O Estados Unidos rejeitam Bush

Na noite de segunda-feira passada [28/01], o presidente George W. Bush compareceu à Câmara dos Representantes para ler o seu sétimo e último discurso sobre o Estado da União, um dos ritos mais característicos da liturgia política americana, oficiado a cada janeiro pelo titular de turno da Casa Branca. Mas, no que terá sido o primeiro esboço de epitáfio da era Bush, o pronunciamento mereceu da mídia do país uma fração apenas da sua atenção ao que rotulou “a esnobada” - o dar de costas do presidenciável democrata Barack Obama à rival Hillary Clinton, no momento em que, ao seu lado no plenário, ela e o senador Ted Kennedy trocavam um aperto de mãos, pouco antes de Bush subir à tribuna. Se um factóide desses ofusca a fala do presidente dos Estados Unidos da América, no evento talvez mais solene que lhe cabe estrelar, é porque o país já lhe deu as costas, 51 semanas antes do fim do seu mandato.
Na vida das nações, é normal que o apelo do futuro próximo, embora ainda indeterminado, ou por isso mesmo, remeta a segundo plano o interesse pelo presente que se esfuma. Daí a expressão “pato manco” (lame duck), significando irrelevância, com que os americanos apequenam os seus dirigentes na reta final de sua passagem pelo poder. O que está por vir ocupa a cena ainda mais quando, pela primeira vez desde 1928, não participam da batalha eleitoral nem o chefe do governo nem o vice. Mas o ar que se respira nos Estados Unidos não é o de uma contagem regressiva como as outras - é de imitigada ansiedade pela partida do seu pior condutor de que se tem memória. Tampouco há lembrança de um momento em que só 19% da população, conforme as pesquisas mais recentes, entenda que os Estados Unidos estão no rumo certo. Ou de uma situação em que nenhum dos correligionários do presidente que aspiram à sua cadeira ousa invocar o seu nome diante do eleitorado.

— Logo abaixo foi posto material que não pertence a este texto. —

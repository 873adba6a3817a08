// Copyright 2020 Amazon.com, Inc. or its affiliates. All Rights Reserved.
//
// SPDX-License-Identifier: Apache-2.0 OR BSD-3-Clause

//! Free space (discard) extent lists.

use crate::device::{Drive, Media};
use crate::{Error, Result};

/// A run of logical blocks to release, relative to the offset of its list.
#[derive(Clone, Copy, Debug, PartialEq, Eq)]
pub struct FreeExtent {
    pub start: u64,
    pub length: u64,
}

/// The extents released by one free space request.
#[derive(Clone, Debug, Default, PartialEq, Eq)]
pub struct FreeList {
    /// Block offset added to the start of every extent.
    pub offset: u64,
    pub extents: Vec<FreeExtent>,
}

impl FreeList {
    pub fn new(offset: u64) -> Self {
        FreeList {
            offset,
            extents: Vec::new(),
        }
    }

    /// Appends an extent of `length` blocks starting at `start`.
    pub fn extent(mut self, start: u64, length: u64) -> Self {
        self.extents.push(FreeExtent { start, length });
        self
    }

    /// Total number of blocks released, saturating on overflow.
    pub fn total_blocks(&self) -> u64 {
        self.extents
            .iter()
            .fold(0u64, |acc, e| acc.saturating_add(e.length))
    }

    /// Iterates over the extents as absolute `(start, length)` pairs.
    pub fn absolute(&self) -> impl Iterator<Item = (u64, u64)> + '_ {
        let offset = self.offset;
        self.extents
            .iter()
            .map(move |e| (offset.saturating_add(e.start), e.length))
    }
}

/// Validates a free space request against the drive constraints and the media.
///
/// The drive caps are checked first, so a drive with inconsistent caps rejects every
/// request regardless of its contents.
pub fn validate_free(drive: &Drive, media: &Media, list: &FreeList) -> Result<()> {
    if !drive.free_caps_valid() {
        return Err(Error::InvalidDiscardRequest(
            "segment cap exceeds the total cap",
        ));
    }
    if list.extents.is_empty() {
        return Err(Error::InvalidDiscardRequest("no extents"));
    }
    if drive.max_free_seg != 0 && list.extents.len() as u64 > drive.max_free_seg {
        return Err(Error::InvalidDiscardRequest("too many extents"));
    }

    let align = drive.free_align.max(1);
    let mut total = 0u64;
    for e in list.extents.iter() {
        if e.length == 0 {
            return Err(Error::InvalidDiscardRequest("empty extent"));
        }
        let start = list
            .offset
            .checked_add(e.start)
            .ok_or(Error::InvalidDiscardRequest("extent beyond media"))?;
        if start % align != 0 {
            return Err(Error::InvalidDiscardRequest("misaligned extent"));
        }
        if drive.max_free_seg_blks != 0 && e.length > drive.max_free_seg_blks {
            return Err(Error::InvalidDiscardRequest("extent too long"));
        }
        match start.checked_add(e.length) {
            Some(end) if end <= media.nblks => {}
            _ => return Err(Error::InvalidDiscardRequest("extent beyond media")),
        }
        total = total.saturating_add(e.length);
    }

    if drive.max_free_blks != 0 && total > drive.max_free_blks {
        return Err(Error::InvalidDiscardRequest("too many blocks"));
    }
    Ok(())
}

#[cfg(test)]
mod tests {
    use super::*;

    use crate::device::drive::tests::{drive, media};

    #[test]
    fn test_inconsistent_caps() {
        let mut d = drive();
        d.max_free_seg_blks = 100;
        d.max_free_blks = 50;

        // Rejected no matter what the request looks like.
        for list in [
            FreeList::new(0).extent(0, 1),
            FreeList::new(0),
            FreeList::new(8).extent(0, 8).extent(100, 8),
        ]
        .iter()
        {
            assert!(matches!(
                validate_free(&d, &media(), list),
                Err(Error::InvalidDiscardRequest(_))
            ));
        }
    }

    #[test]
    fn test_limits() {
        let mut d = drive();
        d.free_align = 8;
        d.max_free_seg = 2;
        d.max_free_blks = 64;
        d.max_free_seg_blks = 32;
        let m = media();

        let ok = FreeList::new(8).extent(0, 32).extent(16, 8);
        assert!(validate_free(&d, &m, &ok).is_ok());
        assert_eq!(ok.total_blocks(), 40);
        assert_eq!(ok.absolute().collect::<Vec<_>>(), vec![(8, 32), (24, 8)]);

        let cases = vec![
            FreeList::new(0).extent(4, 8),
            FreeList::new(0).extent(0, 8).extent(8, 8).extent(16, 8),
            FreeList::new(0).extent(0, 33),
            FreeList::new(0).extent(0, 32).extent(32, 32).extent(64, 8),
            FreeList::new(0).extent(0, 0),
        ];
        for list in cases.iter() {
            assert!(matches!(
                validate_free(&d, &m, list),
                Err(Error::InvalidDiscardRequest(_))
            ));
        }

        d.max_free_seg = 0;
        let too_many = FreeList::new(0).extent(0, 32).extent(32, 32).extent(64, 8);
        assert!(matches!(
            validate_free(&d, &m, &too_many),
            Err(Error::InvalidDiscardRequest(_))
        ));
    }

    #[test]
    fn test_bounds() {
        let d = drive();
        let m = media();

        assert!(validate_free(&d, &m, &FreeList::new(1000).extent(0, 24)).is_ok());
        assert!(matches!(
            validate_free(&d, &m, &FreeList::new(1000).extent(0, 25)),
            Err(Error::InvalidDiscardRequest(_))
        ));
        assert!(matches!(
            validate_free(&d, &m, &FreeList::new(u64::MAX).extent(1, 1)),
            Err(Error::InvalidDiscardRequest(_))
        ));
    }
}
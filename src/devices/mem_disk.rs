// Copyright 2020 Amazon.com, Inc. or its affiliates. All Rights Reserved.
//
// SPDX-License-Identifier: Apache-2.0 OR BSD-3-Clause

use std::convert::TryFrom;
use std::sync::Mutex;

use vm_memory::{Bytes, GuestAddressSpace};

use crate::block::{RequestType, Xfer, XferMem};
use crate::device::{BlkOps, Drive, ErrorCause, Media, OPS_VERSION_CURRENT};
use crate::{Error, Result};

/// A RAM backed block driver.
///
/// Transfers normally complete before the driver callback returns. A deferred disk instead
/// parks them until `complete_pending` is called, the way a driver with real hardware behind
/// it completes from its interrupt path. Polled transfers always complete right away.
pub struct MemDisk<M: GuestAddressSpace> {
    version: u32,
    drive: Drive,
    media: Mutex<Option<Media>>,
    data: Mutex<Vec<u8>>,
    // Guest memory for transfers bound to DMA cookies.
    mem: Option<M>,
    deferred: bool,
    pending: Mutex<Vec<Xfer>>,
    started: Mutex<Vec<(RequestType, u64, u32)>>,
    fail_next: Mutex<Option<(Error, Option<ErrorCause>)>>,
}

fn backing_len(media: Option<&Media>) -> usize {
    media.map_or(0, |m| usize::try_from(m.capacity()).unwrap_or(0))
}

impl<M: GuestAddressSpace> MemDisk<M> {
    /// Creates a zero filled disk, with `media` loaded unless it's `None`.
    pub fn new(drive: Drive, media: Option<Media>) -> Self {
        MemDisk {
            version: OPS_VERSION_CURRENT,
            drive,
            data: Mutex::new(vec![0u8; backing_len(media.as_ref())]),
            media: Mutex::new(media),
            mem: None,
            deferred: false,
            pending: Mutex::new(Vec::new()),
            started: Mutex::new(Vec::new()),
            fail_next: Mutex::new(None),
        }
    }

    /// Gives the disk access to guest memory, for DMA bound transfers.
    pub fn with_memory(mut self, mem: M) -> Self {
        self.mem = Some(mem);
        self
    }

    /// Declares an older ops version.
    pub fn with_version(mut self, version: u32) -> Self {
        self.version = version;
        self
    }

    /// Makes the disk park transfers until `complete_pending`.
    pub fn deferred(mut self) -> Self {
        self.deferred = true;
        self
    }

    /// Swaps the media. The contents are preserved up to the new capacity.
    pub fn set_media(&self, media: Option<Media>) {
        let mut current = self.media.lock().unwrap();
        self.data
            .lock()
            .unwrap()
            .resize(backing_len(media.as_ref()), 0);
        *current = media;
    }

    /// Fails the next executed transfer with `err`, reporting `cause` first if present.
    pub fn fail_next(&self, err: Error, cause: Option<ErrorCause>) {
        *self.fail_next.lock().unwrap() = Some((err, cause));
    }

    /// `(type, blkno, qnum)` of every transfer handed to the disk so far, in order.
    pub fn started(&self) -> Vec<(RequestType, u64, u32)> {
        self.started.lock().unwrap().clone()
    }

    /// Number of parked transfers.
    pub fn pending(&self) -> usize {
        self.pending.lock().unwrap().len()
    }

    /// Executes and completes all the parked transfers. Returns how many there were.
    pub fn complete_pending(&self) -> usize {
        let xfers: Vec<Xfer> = self.pending.lock().unwrap().drain(..).collect();
        for xfer in xfers.iter() {
            if let Err(e) = self.execute(xfer) {
                warn!("mem disk: transfer {}: {}", xfer.id(), e);
            }
        }
        xfers.len()
    }

    /// Copies `len` bytes of the backing store starting at byte `offset`.
    pub fn contents(&self, offset: usize, len: usize) -> Vec<u8> {
        let data = self.data.lock().unwrap();
        data.get(offset..offset + len)
            .map(|s| s.to_vec())
            .unwrap_or_default()
    }

    fn start(&self, xfer: &Xfer) -> Result<()> {
        self.started
            .lock()
            .unwrap()
            .push((xfer.request_type(), xfer.blkno(), xfer.qnum()));
        if self.deferred && !xfer.is_polled() {
            self.pending.lock().unwrap().push(xfer.clone());
            return Ok(());
        }
        self.execute(xfer)
    }

    fn execute(&self, xfer: &Xfer) -> Result<()> {
        let injected = self.fail_next.lock().unwrap().take();
        if let Some((err, cause)) = injected {
            if let Some(cause) = cause {
                xfer.report_error(cause)?;
            }
            return xfer.complete(Err(err));
        }

        let result = match xfer.request_type() {
            RequestType::Read => self.transfer(xfer, false),
            RequestType::Write => self.transfer(xfer, true),
            RequestType::SyncCache => Ok(()),
            RequestType::FreeSpace => self.release(xfer),
        };
        xfer.complete(result)
    }

    fn blksize(&self) -> Result<usize> {
        let media = self.media.lock().unwrap();
        media.map(|m| m.blksize as usize).ok_or(Error::NoMedia)
    }

    fn transfer(&self, xfer: &Xfer, write: bool) -> Result<()> {
        let blksize = self.blksize()?;
        let start = xfer.blkno() as usize * blksize;
        let len = xfer.nblks() as usize * blksize;

        let mut data = self.data.lock().unwrap();
        let region = data
            .get_mut(start..start + len)
            .ok_or(Error::Io(libc::EIO))?;

        match xfer.mem() {
            Some(XferMem::Direct(buf)) => {
                if write {
                    buf.copy_to(region);
                } else {
                    buf.copy_from(region);
                }
            }
            Some(XferMem::Dma(cookies)) => {
                let mem = self
                    .mem
                    .as_ref()
                    .ok_or(Error::DmaBind("no guest memory"))?
                    .memory();
                let mut offset = 0;
                for cookie in cookies.iter() {
                    let chunk = &mut region[offset..offset + cookie.len as usize];
                    let res = if write {
                        mem.read_slice(chunk, cookie.addr)
                    } else {
                        mem.write_slice(chunk, cookie.addr)
                    };
                    res.map_err(Error::GuestMemory)?;
                    offset += cookie.len as usize;
                }
            }
            None => return Err(Error::Io(libc::EINVAL)),
        }
        Ok(())
    }

    fn release(&self, xfer: &Xfer) -> Result<()> {
        let blksize = self.blksize()?;
        let list = xfer.free().ok_or(Error::Io(libc::EINVAL))?;

        let mut data = self.data.lock().unwrap();
        for (start, length) in list.absolute() {
            let from = start as usize * blksize;
            let to = from + length as usize * blksize;
            let region = data.get_mut(from..to).ok_or(Error::Io(libc::EIO))?;
            for b in region.iter_mut() {
                *b = 0;
            }
        }
        Ok(())
    }
}

impl<M: GuestAddressSpace + Send + Sync> BlkOps for MemDisk<M> {
    fn version(&self) -> u32 {
        self.version
    }

    fn drive_info(&self) -> Drive {
        self.drive.clone()
    }

    fn media_info(&self) -> Result<Media> {
        self.media.lock().unwrap().ok_or(Error::NoMedia)
    }

    fn sync_cache(&self, xfer: &Xfer) -> Result<()> {
        self.start(xfer)
    }

    fn read(&self, xfer: &Xfer) -> Result<()> {
        self.start(xfer)
    }

    fn write(&self, xfer: &Xfer) -> Result<()> {
        self.start(xfer)
    }

    fn free_space(&self, xfer: &Xfer) -> Result<()> {
        self.start(xfer)
    }
}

A era Bush, efetivamente, foi uma tragédia americana, para usar a expressão que reproduz o título do conhecido romance de Theodore Dreiser. Já nos seus meses iniciais em Washington - onde chegou com menos votos populares do que o adversário Al Gore e graças a uma fraude eleitoral que receberia o endosso de uma Suprema Corte ideologizada - ele só fez aprofundar o fosso que dividira a América em duas, mandando às urtigas o mote de campanha “conservadorismo compassivo” e abraçando a causa do fundamentalismo religioso. Ao mesmo tempo, dava os primeiros sinais de que a sua política externa não teria nada do “respeito decente pelas opiniões da humanidade” consagrado pelos pais-fundadores da república. Em 10 de setembro de 2001, a maioria dos observadores políticos independentes repetiria, se lhes fosse perguntado, que o texano provavelmente teria a sina do pai, presidente de um único mandato. O ultraje perpetrado pela Al-Qaeda no dia seguinte mudou o curso previsível da história.
Explorando com extraordinária competência o horror, o aturdimento e o inédito senso de vulnerabilidade da população, os titeriteiros da Casa Branca fizeram de Bush, perante a opinião pública, o invulnerável escudo humano de uma nação cujo luto e ira transformaram em cego chauvinismo. O dissenso democrático e a tradição da imprensa de investigar e expor as mazelas de Washington foram execrados desde a primeira hora como crimes de lesa-pátria, instrumentos do terrorismo. “Quem não está conosco está contra nós”, proclamou Bush. Entorpecidas, silenciadas ou cooptadas aquelas vozes que desde sempre sustentaram a singular democracia americana, ficaram sem contestação as mentiras monumentais que pavimentaram o caminho para a insana ocupação do Iraque. Quando a força devastadora dos fatos os despertaram, os Estados Unidos se viram enfim diante das ignominiosas realidades do bushismo.
“Os Estados Unidos combatem hoje em duas frentes (Iraque e Afeganistão), a economia ruma para a recessão, o mundo civilizado ainda enfrenta perigos aterrorizantes - e tem muito menos simpatia e respeito pelos Estados Unidos”, resumiu o New York Times o perverso legado de Bush, ao comentar o seu derradeiro discurso perante o Congresso. E o pior é que nada disso desaparecerá da noite para o dia quando outro for o presidente. “O mal que os homens fazem lhes sobrevive”, escreveu Shakespeare em 1599. Valerá para a América de 2009.